*Task directions*
Using the data below, report how many lines hold the word "self". Include nothing else in the reply.

### Data for review ###

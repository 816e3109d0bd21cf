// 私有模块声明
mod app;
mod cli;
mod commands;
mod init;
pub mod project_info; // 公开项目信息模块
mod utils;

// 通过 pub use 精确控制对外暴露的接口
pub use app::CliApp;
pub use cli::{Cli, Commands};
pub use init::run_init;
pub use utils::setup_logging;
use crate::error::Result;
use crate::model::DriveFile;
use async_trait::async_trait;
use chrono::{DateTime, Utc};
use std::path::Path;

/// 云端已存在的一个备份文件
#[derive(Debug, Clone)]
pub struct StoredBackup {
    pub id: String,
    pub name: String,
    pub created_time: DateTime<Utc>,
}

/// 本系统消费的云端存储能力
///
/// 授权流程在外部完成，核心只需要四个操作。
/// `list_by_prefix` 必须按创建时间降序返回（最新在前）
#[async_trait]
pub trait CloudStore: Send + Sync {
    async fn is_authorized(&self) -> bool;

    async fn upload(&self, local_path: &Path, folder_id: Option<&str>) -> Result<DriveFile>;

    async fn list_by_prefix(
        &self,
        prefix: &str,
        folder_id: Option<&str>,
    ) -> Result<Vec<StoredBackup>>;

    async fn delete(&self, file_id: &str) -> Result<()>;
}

###

*Result*
4